La Presidenta: historia de una vida
- First edition
- Author: Sandra Russo
- Language: Spanish
- Subject: Cristina Fernández de Kirchner
- Publisher: Editorial Sudamericana
- Publication date: July 2011
- Publication place: Argentina
- Media type: Print
- Pages: 320
- ISBN: 978-950-07-3623-7

= La Presidenta =

2011 biography of Cristina Fernández de Kirchner

La Presidenta: historia de una vida (The President, story of a life) is a 2011 biography of Cristina Fernández de Kirchner, written by journalist Sandra Russo. It was ranked as the most sold non-fiction book in Argentina, according to ILHSA's sales data, in the first two weeks since its edition. It is based in four interviews with Cristina Fernández and other close politicians.

The book was critical with former members of the cabinet. Alberto Fernández was described as an agent of Clarín newspaper (in the context of the controversies between Clarín and Kirchnerism).
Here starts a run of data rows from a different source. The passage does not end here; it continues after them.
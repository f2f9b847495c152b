//! # agent-runtime
//!
//! Hosted integrations for the agent-chat gateway.
//!
//! ## Integrations
//!
//! - **Groq**: `LlmProvider` over the OpenAI-compatible chat completions API
//! - **Tavily**: web search `Tool`, capped at a fixed number of results
//!
//! ## Usage
//!
//! ```rust,ignore
//! use agent_runtime::{GroqConfig, GroqProvider, TavilyConfig, TavilySearchTool};
//!
//! let provider = GroqProvider::new(GroqConfig::new(groq_key))?;
//! let mut tools = ToolRegistry::new();
//! tools.register(TavilySearchTool::new(TavilyConfig::new(tavily_key, 3))?);
//! ```

pub mod groq;
pub mod tavily;

pub use groq::{GroqConfig, GroqProvider};
pub use tavily::{TavilyConfig, TavilySearchTool};

// Re-export core types for convenience
pub use agent_core::{Agent, AgentError, LlmProvider, Message, Result, Role, Tool, ToolRegistry};
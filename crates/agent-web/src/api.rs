//! API Client

use agent_core::{ChatOutcome, ChatRequest, models::ModelList};

/// Absolute URL on the page origin (the gateway serves this console)
fn endpoint(path: &str) -> String {
    let origin = web_sys::window()
        .and_then(|w| w.location().origin().ok())
        .unwrap_or_else(|| "http://127.0.0.1:8000".into());
    format!("{origin}{path}")
}

/// Fetch the gateway's model allow-list
pub async fn fetch_models() -> Result<Vec<String>, String> {
    let response = reqwest::get(endpoint("/api/models"))
        .await
        .map_err(|e| e.to_string())?;

    if !response.status().is_success() {
        return Err(format!("status {}", response.status()));
    }

    let list: ModelList = response.json().await.map_err(|e| e.to_string())?;
    Ok(list.models)
}

/// Post one chat turn and interpret the gateway's answer
pub async fn run_chat_turn(request: &ChatRequest) -> ChatOutcome {
    let client = reqwest::Client::new();

    let response = match client.post(endpoint("/chat")).json(request).send().await {
        Ok(response) => response,
        Err(e) => return ChatOutcome::Transport(e.to_string()),
    };

    let status = response.status().as_u16();
    if status != 200 {
        return ChatOutcome::HttpStatus(status);
    }

    match response.json::<serde_json::Value>().await {
        Ok(body) => ChatOutcome::from_response(status, &body),
        Err(e) => ChatOutcome::Transport(e.to_string()),
    }
}
//! UI Components

use agent_core::{ChatOutcome, outcome::Severity};
use leptos::prelude::*;

/// Labelled form field
#[component]
pub fn Field(label: &'static str, children: Children) -> impl IntoView {
    view! {
        <div class="field">
            <label class="field-label">{label}</label>
            {children()}
        </div>
    }
}

/// Result of the last submit
#[component]
pub fn OutcomeBanner(outcome: ChatOutcome) -> impl IntoView {
    let class = match outcome.severity() {
        Severity::Success => "outcome outcome-success",
        Severity::Warning => "outcome outcome-warning",
        Severity::Error => "outcome outcome-error",
    };
    let heading = matches!(outcome, ChatOutcome::Answer(_))
        .then(|| view! { <p class="response-heading">"Agent Response:"</p> });

    view! {
        <div class=class>
            {heading}
            <p class="content">{outcome.display_text()}</p>
        </div>
    }
}
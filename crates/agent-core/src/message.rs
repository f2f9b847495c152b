//! Conversation Messages
//!
//! Internal message format used between the agent, its provider and its tools.
//! The wire format returned to the console lives in [`crate::transcript`].

use chrono::{DateTime, Utc};
use serde::{Deserialize, Serialize};

/// Role of a message sender
#[derive(Clone, Copy, Debug, PartialEq, Eq, Serialize, Deserialize)]
#[serde(rename_all = "lowercase")]
pub enum Role {
    /// System prompt/instructions
    System,
    /// User input
    User,
    /// Assistant (LLM) response
    Assistant,
    /// Tool result (injected as context)
    Tool,
}

impl std::fmt::Display for Role {
    fn fmt(&self, f: &mut std::fmt::Formatter<'_>) -> std::fmt::Result {
        match self {
            Self::System => write!(f, "system"),
            Self::User => write!(f, "user"),
            Self::Assistant => write!(f, "assistant"),
            Self::Tool => write!(f, "tool"),
        }
    }
}

/// A single message in a conversation
#[derive(Clone, Debug, Serialize, Deserialize)]
pub struct Message {
    pub role: Role,

    pub content: String,

    #[serde(default = "Utc::now")]
    pub timestamp: DateTime<Utc>,

    #[serde(skip_serializing_if = "Option::is_none")]
    pub metadata: Option<MessageMetadata>,
}

/// Additional message metadata
#[derive(Clone, Debug, Default, Serialize, Deserialize)]
pub struct MessageMetadata {
    /// Tool call ID (for tool messages)
    #[serde(skip_serializing_if = "Option::is_none")]
    pub tool_call_id: Option<String>,

    /// Tool name (for tool messages)
    #[serde(skip_serializing_if = "Option::is_none")]
    pub tool_name: Option<String>,

    /// Model that generated this (for assistant messages)
    #[serde(skip_serializing_if = "Option::is_none")]
    pub model: Option<String>,
}

impl Message {
    pub fn new(role: Role, content: impl Into<String>) -> Self {
        Self {
            role,
            content: content.into(),
            timestamp: Utc::now(),
            metadata: None,
        }
    }

    pub fn system(content: impl Into<String>) -> Self {
        Self::new(Role::System, content)
    }

    pub fn user(content: impl Into<String>) -> Self {
        Self::new(Role::User, content)
    }

    pub fn assistant(content: impl Into<String>) -> Self {
        Self::new(Role::Assistant, content)
    }

    /// Create a tool result message
    pub fn tool(content: impl Into<String>, tool_name: impl Into<String>, tool_call_id: Option<String>) -> Self {
        let mut msg = Self::new(Role::Tool, content);
        msg.metadata = Some(MessageMetadata {
            tool_call_id,
            tool_name: Some(tool_name.into()),
            ..Default::default()
        });
        msg
    }

    /// Tag an assistant message with the model that produced it
    #[must_use]
    pub fn with_model(mut self, model: impl Into<String>) -> Self {
        self.metadata.get_or_insert_with(MessageMetadata::default).model = Some(model.into());
        self
    }
}

/// Ordered conversation for a single agent turn
#[derive(Clone, Debug, Default, Serialize, Deserialize)]
pub struct Conversation {
    messages: Vec<Message>,
}

impl Conversation {
    pub fn new() -> Self {
        Self::default()
    }

    pub fn with_system_prompt(prompt: impl Into<String>) -> Self {
        let mut conv = Self::new();
        conv.push(Message::system(prompt));
        conv
    }

    pub fn push(&mut self, message: Message) {
        self.messages.push(message);
    }

    pub fn messages(&self) -> &[Message] {
        &self.messages
    }
}

#[cfg(test)]
mod tests {
    use super::*;

    #[test]
    fn test_message_creation() {
        let msg = Message::user("Hello");
        assert_eq!(msg.role, Role::User);
        assert_eq!(msg.content, "Hello");
        assert!(msg.metadata.is_none());
    }

    #[test]
    fn test_tool_message_metadata() {
        let msg = Message::tool("[]", "tavily_search_results_json", Some("call-1".into()));
        let meta = msg.metadata.unwrap();
        assert_eq!(meta.tool_name.as_deref(), Some("tavily_search_results_json"));
        assert_eq!(meta.tool_call_id.as_deref(), Some("call-1"));
    }

    #[test]
    fn test_conversation() {
        let mut conv = Conversation::with_system_prompt("You are helpful.");
        conv.push(Message::user("Hi"));
        conv.push(Message::assistant("Hello!").with_model("gemma2-9b-it"));

        let roles: Vec<Role> = conv.messages().iter().map(|m| m.role).collect();
        assert_eq!(roles, vec![Role::System, Role::User, Role::Assistant]);
    }
}
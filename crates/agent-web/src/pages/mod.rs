//! Page Components

mod chat;

pub use chat::ChatPage;
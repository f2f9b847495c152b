//! Chat Console Page

use agent_core::{
    ChatOutcome, ChatRequest,
    models::{DEFAULT_MODEL, SUPPORTED_MODELS},
};
use leptos::prelude::*;

use crate::api;
use crate::components::{Field, OutcomeBanner};

#[component]
pub fn ChatPage() -> impl IntoView {
    let (models, set_models) = signal(
        SUPPORTED_MODELS.iter().map(ToString::to_string).collect::<Vec<_>>(),
    );
    let (system_prompt, set_system_prompt) = signal(String::new());
    let (model, set_model) = signal(DEFAULT_MODEL.to_string());
    let (input, set_input) = signal(String::new());
    let (loading, set_loading) = signal(false);
    let (outcome, set_outcome) = signal(None::<ChatOutcome>);

    // Compiled-in list stays if the gateway can't be reached
    leptos::task::spawn_local(async move {
        match api::fetch_models().await {
            Ok(list) if !list.is_empty() => {
                if !list.contains(&model.get_untracked()) {
                    set_model.set(list[0].clone());
                }
                set_models.set(list);
            }
            Ok(_) => {}
            Err(e) => leptos::logging::warn!("model list unavailable: {e}"),
        }
    });

    let submit = move |_| {
        if loading.get() {
            return;
        }

        let message = input.get();
        if let Some(warning) = ChatOutcome::check_input(&message) {
            set_outcome.set(Some(warning));
            return;
        }

        let request = ChatRequest {
            model_name: model.get(),
            system_prompt: system_prompt.get(),
            messages: vec![message],
        };

        set_outcome.set(None);
        set_loading.set(true);

        leptos::task::spawn_local(async move {
            let result = api::run_chat_turn(&request).await;
            set_outcome.set(Some(result));
            set_loading.set(false);
        });
    };

    view! {
        <div class="console">
            <h1 class="title">"AI AGENT CHATBOT"</h1>
            <p class="subtitle">"Interact with the search-enabled agent using this interface."</p>

            <Field label="Define your AI Agent:">
                <textarea
                    rows="6"
                    placeholder="Type your system prompt here..."
                    prop:value=move || system_prompt.get()
                    on:input=move |ev| set_system_prompt.set(event_target_value(&ev))
                />
            </Field>

            <Field label="Select Model:">
                <select
                    prop:value=move || model.get()
                    on:change=move |ev| set_model.set(event_target_value(&ev))
                >
                    <For
                        each=move || models.get()
                        key=|name| name.clone()
                        children=move |name| {
                            let label = name.clone();
                            view! { <option value=name>{label}</option> }
                        }
                    />
                </select>
            </Field>

            <Field label="Enter your message(s):">
                <textarea
                    rows="6"
                    placeholder="Type your message here..."
                    prop:value=move || input.get()
                    on:input=move |ev| set_input.set(event_target_value(&ev))
                />
            </Field>

            <button class="btn btn-primary" on:click=submit disabled=move || loading.get()>
                "Submit"
            </button>

            <Show when=move || loading.get()>
                <div class="spinner">"Processing... Please wait"</div>
            </Show>

            {move || outcome.get().map(|o| view! { <OutcomeBanner outcome=o /> })}
        </div>
    }
}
She said that it was a mistake to appoint Graciela Ocaña to the Ministry of Health. Ocaña revealed then that the president might have requested her to avoid taking actions against Juan José Zanola, a CGT unionist tried for embezzlement with health plans. She mentioned as well that she intended to improve the health plans system.

She also considered a mistake to select Julio Cobos to run for Vice President under her 2007 ticket. Cobos, as head of the Senate of Argentina, voted against a government proposal during the 2008 Argentine government conflict with the agricultural sector, and the government had a conflict with him since then. He said that the book had conceptual errors.